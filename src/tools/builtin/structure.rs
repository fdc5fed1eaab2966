// SPDX-License-Identifier: AGPL-3.0-or-later
// Copyright (C) 2025 Blackman Artificial Intelligence Technologies Inc.

//! Project structure tool

use async_trait::async_trait;
use serde_json::{json, Value};
use std::collections::HashMap;

use crate::error::Result;
use crate::llm::provider::ToolDefinition;
use crate::tools::project::{EntryKind, TreeEntry};
use crate::tools::{no_argument_tool, Tool, ToolContext};

pub struct ProjectStructureTool;

#[async_trait]
impl Tool for ProjectStructureTool {
    fn name(&self) -> &str {
        "get_project_structure"
    }

    fn definition(&self) -> ToolDefinition {
        no_argument_tool(
            "get_project_structure",
            "Gets the entire file and folder structure of the project. CRITICAL: Always use this tool before attempting to read or create a file to ensure you have the correct file path.",
        )
    }

    fn requires_project(&self) -> bool {
        true
    }

    async fn execute(&self, _input: Value, context: &ToolContext) -> Result<Value> {
        let tree = context.project()?;
        let entries = tree.list().await?;
        let structure = format!("{}\n{}", tree.root_name(), render_tree(&entries));
        Ok(json!({ "structure": structure }))
    }
}

/// Render entries as an ASCII tree, folders first, names case-insensitive
pub fn render_tree(entries: &[TreeEntry]) -> String {
    let mut children: HashMap<&str, Vec<&TreeEntry>> = HashMap::new();
    for entry in entries {
        let parent = entry.path.rsplit_once('/').map(|(p, _)| p).unwrap_or("");
        children.entry(parent).or_default().push(entry);
    }
    for siblings in children.values_mut() {
        siblings.sort_by(|a, b| {
            let folder_first = (a.kind != EntryKind::Directory).cmp(&(b.kind != EntryKind::Directory));
            folder_first
                .then_with(|| a.name().to_lowercase().cmp(&b.name().to_lowercase()))
                .then_with(|| a.name().cmp(b.name()))
        });
    }

    let mut out = String::new();
    render_level(&children, "", "", &mut out);
    out
}

fn render_level(
    children: &HashMap<&str, Vec<&TreeEntry>>,
    parent: &str,
    prefix: &str,
    out: &mut String,
) {
    let Some(siblings) = children.get(parent) else {
        return;
    };
    for (i, entry) in siblings.iter().enumerate() {
        let last = i + 1 == siblings.len();
        out.push_str(prefix);
        out.push_str(if last { "└── " } else { "├── " });
        out.push_str(entry.name());
        out.push('\n');
        if entry.kind == EntryKind::Directory {
            let nested = format!("{}{}", prefix, if last { "    " } else { "│   " });
            render_level(children, &entry.path, &nested, out);
        }
    }
}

Required work: Return every entry exactly.

Result:
filename src/tools/builtin/structure.rs
repository fdc5fed1eaab2966
// SPDX-License-Identifier: AGPL-3.0-or-later
// Copyright (C) 2025 Blackman Artificial Intelligence Technologies Inc.

//! Project structure tool

use async_trait::async_trait;
use serde_json::{json, Value};
use std::collections::HashMap;

use crate::error::Result;
use crate::llm::provider::ToolDefinition;
use crate::tools::project::{EntryKind, TreeEntry};
use crate::tools::{no_argument_tool, Tool, ToolContext};

pub struct ProjectStructureTool;

#[async_trait]
impl Tool for ProjectStructureTool {
    fn name(&self) -> &str {
        "get_project_structure"
    }

    fn definition(&self) -> ToolDefinition {
        no_argument_tool(
            "get_project_structure",
            "Gets the entire file and folder structure of the project. CRITICAL: Always use this tool before attempting to read or create a file to ensure you have the correct file path.",
        )
    }

    fn requires_project(&self) -> bool {
        true
    }

    async fn execute(&self, _input: Value, context: &ToolContext) -> Result<Value> {
        let tree = context.project()?;
        let entries = tree.list().await?;
        let structure = format!("{}\n{}", tree.root_name(), render_tree(&entries));
        Ok(json!({ "structure": structure }))
    }
}

/// Render entries as an ASCII tree, folders first, names case-insensitive
pub fn render_tree(entries: &[TreeEntry]) -> String {
    let mut children: HashMap<&str, Vec<&TreeEntry>> = HashMap::new();
    for entry in entries {
        let parent = entry.path.rsplit_once('/').map(|(p, _)| p).unwrap_or("");
        children.entry(parent).or_default().push(entry);
    }
    for siblings in children.values_mut() {
        siblings.sort_by(|a, b| {
            let folder_first = (a.kind != EntryKind::Directory).cmp(&(b.kind != EntryKind::Directory));
            folder_first
                .then_with(|| a.name().to_lowercase().cmp(&b.name().to_lowercase()))
                .then_with(|| a.name().cmp(b.name()))
        });
    }

    let mut out = String::new();
    render_level(&children, "", "", &mut out);
    out
}

fn render_level(
    children: &HashMap<&str, Vec<&TreeEntry>>,
    parent: &str,
    prefix: &str,
    out: &mut String,
) {
    let Some(siblings) = children.get(parent) else {
        return;
    };
    for (i, entry) in siblings.iter().enumerate() {
        let last = i + 1 == siblings.len();
        out.push_str(prefix);
        out.push_str(if last { "└── " } else { "├── " });
        out.push_str(entry.name());
        out.push('\n');
        if entry.kind == EntryKind::Directory {
            let nested = format!("{}{}", prefix, if last { "    " } else { "│   " });
            render_level(children, &entry.path, &nested, out);
        }
    }
}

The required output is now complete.